Pace is 6’5. He’s taller than his Marvel Cinematic Universe playmate, the mighty Thor, but it doesn’t seem that way, does it? Hemsworth carries his authority in his muscles; Pace’s comes from his natural command. He’s the kind of guy you see in a coffee shop (I, for one, can’t imagine Hemsworth walking into a Starbucks), and even if you didn’t recognize him, you’d still think, “Don’t I know him from something?”

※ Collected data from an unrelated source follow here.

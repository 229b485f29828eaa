use std::path::PathBuf;
use thiserror::Error;

/// Crate-specific error enum.
#[derive(Error, Debug)]
#[non_exhaustive]
pub enum Error {
    /// The source directory does not exist.
    #[error("directory not found: {}", .0.display())]
    DirectoryNotFound(PathBuf),

    /// [std::io::Error]
    #[error(transparent)]
    Io(#[from] std::io::Error),

    /// There were no items to write.
    #[error("no items")]
    NoItems,

    /// The file is not a STAC collection.
    #[error("not a STAC collection: {0}")]
    NotACollection(String),

    /// A document could not be parsed as STAC.
    #[error("invalid STAC in {href}: {error}")]
    Parse {
        /// The href of the offending document.
        href: String,

        /// The underlying error.
        #[source]
        error: serde_json::Error,
    },

    /// A HTTP request failed.
    #[error("error requesting {url}: {error}")]
    Request {
        /// The url of the failed request.
        url: String,

        /// The underlying error.
        #[source]
        error: reqwest::Error,
    },

    /// [reqwest::Error]
    #[error(transparent)]
    Reqwest(#[from] reqwest::Error),

    /// [serde_json::Error]
    #[error(transparent)]
    SerdeJson(#[from] serde_json::Error),

    /// [stac::Error]
    #[error(transparent)]
    Stac(#[from] stac::Error),

    /// [url::ParseError]
    #[error(transparent)]
    UrlParse(#[from] url::ParseError),

    /// [walkdir::Error]
    #[error(transparent)]
    Walkdir(#[from] walkdir::Error),

    /// The destination could not be created or written.
    #[error("cannot write {}: {error}", .path.display())]
    Write {
        /// The destination path.
        path: PathBuf,

        /// The underlying error.
        #[source]
        error: std::io::Error,
    },
}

That something might be AMC’s Halt and Catch Fire, which just returned for its third season. It was not a quality show in season one — Pace’s character, Joe MacMillan, was a Difficult Man without any of Walter White’s genius or Tony Soprano’s might; basically, he was an unrepentant jerk. The drama was barely renewed for another season, but thank goodness it was, because Halt got pretty great in season two. The focus shifted from Joe and fellow damaged genius, Gordon Clark (Scoot McNairy), to Cameron Howe (Mackenzie Davis) and Donna Clark (Kerry Bishé), who, yes, stand out as women in a male-dominated industry, but they’re also multifaceted characters with a complex relationship.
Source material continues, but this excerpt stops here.